Dr Kola Tytler MBBS CertHE MBA MRCGPClinical Lead • iatroX
A simple abscess typically presents with localised signs of infection such as heat, redness, pain, and swelling NICE NG125. However, a skin infection or abscess may be considered more complicated and require referral if it presents with additional features or specific characteristics.
- Systemic signs of infection: The presence of fever or a raised white blood cell count, in addition to local signs, indicates a more serious infection NICE NG125.
- Cellulitis: If cellulitis is present, it suggests a spreading infection that requires antibiotic treatment NICE NG125.
- Size: While specifically mentioned for diverticular abscesses, abscesses greater than 3 cm may require interventions such as percutaneous drainage or surgery NICE NG147. This principle can be extended to large cutaneous abscesses.
- Lack of clinical improvement or deterioration: If an abscess does not improve clinically or deteriorates despite initial management, further assessment or re-imaging may be necessary NICE NG147.
- Specific severe skin conditions: Conditions like acne fulminans require urgent same-day referral to an on-call hospital dermatology team NICE NG198. Acne conglobata or nodulo-cystic acne also warrant referral to a consultant dermatologist-led team NICE NG198.

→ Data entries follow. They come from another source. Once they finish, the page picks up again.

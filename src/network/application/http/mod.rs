//! HTTP/1.1 server side for embedded systems.
//!
//! This module provides just enough of HTTP/1.1 to serve a handful of
//! read-mostly endpoints from a microcontroller: a request-head parser that
//! borrows from the receive buffer, a [`Responder`] that streams status line,
//! headers and body straight onto the connection, and a fixed-capacity
//! [`Router`] mapping `(method, path)` pairs to plain function handlers.
//!
//! # Features
//!
//! - Zero-copy request parsing into a caller-provided buffer
//! - Query-string lookup with percent-decoding
//! - Streaming responses with or without `Content-Length`
//! - One request per connection (`Connection: close`)
//!
//! # Usage
//!
//! ```rust,ignore
//! use presslog::network::application::http::{Method, Router, Status, serve};
//!
//! fn hello(_req: &Request<'_>, _ctx: &mut (), res: &mut Responder<'_, Conn>) -> Result<(), Error> {
//!     res.send(Status::Ok, "text/plain", b"hello")
//! }
//!
//! let mut router: Router<(), Conn, 4> = Router::new();
//! router.route(Method::Get, "/", hello)?;
//! serve(&router, &mut connection, &mut ())?;
//! ```

mod request;
mod response;
mod router;

pub use request::{Header, MAX_HEADERS, MAX_REQUEST_SIZE, Method, Request, percent_decode};
pub use response::{Responder, Status};
pub use router::{Handler, Router, serve};
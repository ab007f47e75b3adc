//! HTTP log browser.
//!
//! | Route                      | Answer                                      |
//! |----------------------------|---------------------------------------------|
//! | `GET /`                    | HTML list of log files with links           |
//! | `GET /log?file=<name>`     | raw file bytes, `ETag` = CRC-32, else 404   |
//! | `GET /clear-log?file=<name>` | deletes the file, 200 or 404              |
//! | `GET /status`              | JSON health summary                         |
//!
//! A missing or malformed `file` parameter is answered with 400. A
//! well-formed name that is not a log file, or does not exist, is 404.
//! There is no authentication: anyone who can reach the device can read
//! and delete its logs.

use heapless::String;
use serde::Serialize;

use crate::logbook::{LogError, LogStore};
use crate::network::application::http::{
    Method, Request, Responder, Router, Status, percent_decode, serve,
};
use crate::network::error::Error;
use crate::network::{Read, Write};
use crate::storage::{FileName, FileStore, MAX_NAME_LEN, StoreFile};

/// Number of registered routes.
pub const ROUTE_COUNT: usize = 4;

/// Health flags reported by `GET /status`, snapshotted by the caller.
#[derive(Debug, Clone, Copy, Default, PartialEq, Eq)]
pub struct Health {
    /// Forwarding channel connected.
    pub channel: bool,
    /// Clock produced a valid time on the last resolution.
    pub clock: bool,
}

/// State shared by the handlers for one request.
#[derive(Debug)]
pub struct RetrievalContext<'a, S> {
    /// The log store being browsed.
    pub log: &'a mut LogStore<S>,
    /// Health snapshot.
    pub health: Health,
}

#[derive(Serialize)]
struct StatusDoc {
    files: usize,
    channel: bool,
    clock: bool,
    store: bool,
}

/// Route table for the log browser.
pub fn routes<'a, S: FileStore, W: Write>()
-> Result<Router<RetrievalContext<'a, S>, W, ROUTE_COUNT>, Error> {
    let mut router = Router::new();
    router.route(Method::Get, "/", list_files::<S, W>)?;
    router.route(Method::Get, "/log", get_file::<S, W>)?;
    router.route(Method::Get, "/clear-log", clear_file::<S, W>)?;
    router.route(Method::Get, "/status", status::<S, W>)?;
    Ok(router)
}

/// Answer one request arriving on `connection`.
pub fn serve_request<S: FileStore, C: Read + Write>(
    log: &mut LogStore<S>,
    health: Health,
    connection: &mut C,
) -> Result<Status, Error> {
    let router = routes::<S, C>()?;
    let mut ctx = RetrievalContext { log, health };
    serve(&router, connection, &mut ctx)
}

/// Validated `file` query parameter.
///
/// Missing, empty, longer than [`MAX_NAME_LEN`], containing a path
/// separator, `..` or a control/non-ASCII byte: 400.
fn file_param(request: &Request<'_>) -> Result<FileName, Status> {
    let raw = request.query_param("file").ok_or(Status::BadRequest)?;
    let name: String<MAX_NAME_LEN> = percent_decode(raw).map_err(|_| Status::BadRequest)?;
    let malformed = name.is_empty()
        || name.contains(&['/', '\\'][..])
        || name.contains("..")
        || name.bytes().any(|b| !(0x20..0x7f).contains(&b));
    if malformed {
        return Err(Status::BadRequest);
    }
    Ok(name)
}

fn bad_request<W: Write>(res: &mut Responder<'_, W>) -> Result<(), Error> {
    res.text(Status::BadRequest, "Missing or invalid file parameter")
}

fn list_files<S: FileStore, W: Write>(
    _request: &Request<'_>,
    ctx: &mut RetrievalContext<'_, S>,
    res: &mut Responder<'_, W>,
) -> Result<(), Error> {
    if !ctx.log.is_mounted() {
        return res.text(Status::InternalServerError, "Storage unavailable");
    }

    res.start(Status::Ok, "text/html; charset=utf-8", None, &[])?;
    res.body(b"<!DOCTYPE html><html><head><title>Logs</title></head><body><h1>Log files</h1><ul>")?;

    let mut written: Result<(), Error> = Ok(());
    let listed = ctx.log.list_log_files(|name: &str| {
        if written.is_err() {
            return;
        }
        // Log names are `[a-z0-9.-]` only, so no escaping is needed.
        written = [
            "<li><a href=\"/log?file=",
            name,
            "\">",
            name,
            "</a> <a href=\"/clear-log?file=",
            name,
            "\">delete</a></li>",
        ]
        .iter()
        .try_for_each(|part| res.body(part.as_bytes()));
    });
    written?;
    listed.map_err(|_| Error::ReadError)?;

    res.body(b"</ul></body></html>")
}

fn get_file<S: FileStore, W: Write>(
    request: &Request<'_>,
    ctx: &mut RetrievalContext<'_, S>,
    res: &mut Responder<'_, W>,
) -> Result<(), Error> {
    let Ok(name) = file_param(request) else {
        return bad_request(res);
    };

    // First pass for the checksum and length, second to stream.
    let (len, crc) = match checksum(ctx.log, &name) {
        Ok(summary) => summary,
        Err(LogError::NotFound) => return res.text(Status::NotFound, "File not found"),
        Err(_) => return res.text(Status::InternalServerError, "Read failed"),
    };
    let mut file = match ctx.log.open(&name) {
        Ok(file) => file,
        Err(_) => return res.text(Status::InternalServerError, "Read failed"),
    };

    let mut etag: String<10> = String::new();
    let _ = core::fmt::Write::write_fmt(&mut etag, format_args!("\"{:08x}\"", crc));
    res.start(
        Status::Ok,
        "text/plain; charset=utf-8",
        Some(len),
        &[("ETag", etag.as_str())],
    )?;

    let mut buf = [0u8; 256];
    let mut sent = 0;
    while sent < len {
        let n = file.read(&mut buf).map_err(|_| Error::ReadError)?;
        if n == 0 {
            break;
        }
        let n = n.min(len - sent);
        res.body(&buf[..n])?;
        sent += n;
    }
    let _ = file.close();
    Ok(())
}

/// Length and CRC-32 of a log file.
fn checksum<S: FileStore>(log: &mut LogStore<S>, name: &str) -> Result<(usize, u32), LogError> {
    let mut file = log.open(name)?;
    let mut hasher = crc32fast::Hasher::new();
    let mut len = 0;
    let mut buf = [0u8; 256];
    loop {
        let n = file.read(&mut buf).map_err(|_| LogError::Read)?;
        if n == 0 {
            break;
        }
        hasher.update(&buf[..n]);
        len += n;
    }
    let _ = file.close();
    Ok((len, hasher.finalize()))
}

fn clear_file<S: FileStore, W: Write>(
    request: &Request<'_>,
    ctx: &mut RetrievalContext<'_, S>,
    res: &mut Responder<'_, W>,
) -> Result<(), Error> {
    let Ok(name) = file_param(request) else {
        return bad_request(res);
    };
    match ctx.log.remove(&name) {
        Ok(()) => {
            info!("deleted {} over http", name.as_str());
            res.text(Status::Ok, "File deleted")
        }
        Err(LogError::NotFound) => res.text(Status::NotFound, "File not found"),
        Err(_) => {
            warn!("could not delete {}", name.as_str());
            res.text(Status::InternalServerError, "Delete failed")
        }
    }
}

fn status<S: FileStore, W: Write>(
    _request: &Request<'_>,
    ctx: &mut RetrievalContext<'_, S>,
    res: &mut Responder<'_, W>,
) -> Result<(), Error> {
    let doc = StatusDoc {
        files: ctx.log.count().unwrap_or(0),
        channel: ctx.health.channel,
        clock: ctx.health.clock,
        store: ctx.log.is_mounted(),
    };
    let mut buf = [0u8; 96];
    let len = serde_json_core::to_slice(&doc, &mut buf).map_err(|_| Error::BufferOverflow)?;
    res.send(Status::Ok, "application/json", &buf[..len])
}

#[cfg(test)]
mod tests {
    use super::*;

    fn param(target: &str) -> Result<FileName, Status> {
        let mut raw: heapless::Vec<u8, 128> = heapless::Vec::new();
        raw.extend_from_slice(b"GET ").unwrap();
        raw.extend_from_slice(target.as_bytes()).unwrap();
        raw.extend_from_slice(b" HTTP/1.1\r\n\r\n").unwrap();
        let request = Request::parse(&raw).unwrap();
        file_param(&request)
    }

    #[test]
    fn test_file_param_validation() {
        assert_eq!(param("/log?file=log-unknown.txt").unwrap().as_str(), "log-unknown.txt");
        assert_eq!(param("/log?file=log%2D2024-01-01.txt").unwrap().as_str(), "log-2024-01-01.txt");

        for bad in [
            "/log",
            "/log?file",
            "/log?file=",
            "/log?file=../secret",
            "/log?file=a%2Fb",
            "/log?file=a%5Cb",
            "/log?file=%00",
            "/log?file=%zz",
            "/log?file=0123456789012345678901234567890123",
        ] {
            assert_eq!(param(bad), Err(Status::BadRequest), "{bad}");
        }

        // Well-formed but not a log name: left for the 404 path.
        assert!(param("/log?file=config.json").is_ok());
    }
}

- Diagnostic uncertainty: If there is uncertainty about the diagnosis of the skin condition, referral to a consultant dermatologist-led team is recommended NICE NG198.
- Failure of treatment: Moderate to severe acne that has not responded to previous treatment, particularly if it included an oral antibiotic, is a reason to consider referral NICE NG198. This principle can be applied to other skin infections failing to respond to appropriate treatment.
- Need for microbiological guidance: Samples of pus from a drained abscess should be sent to microbiology to tailor antibiotic treatment based on sensitivities NICE NG147.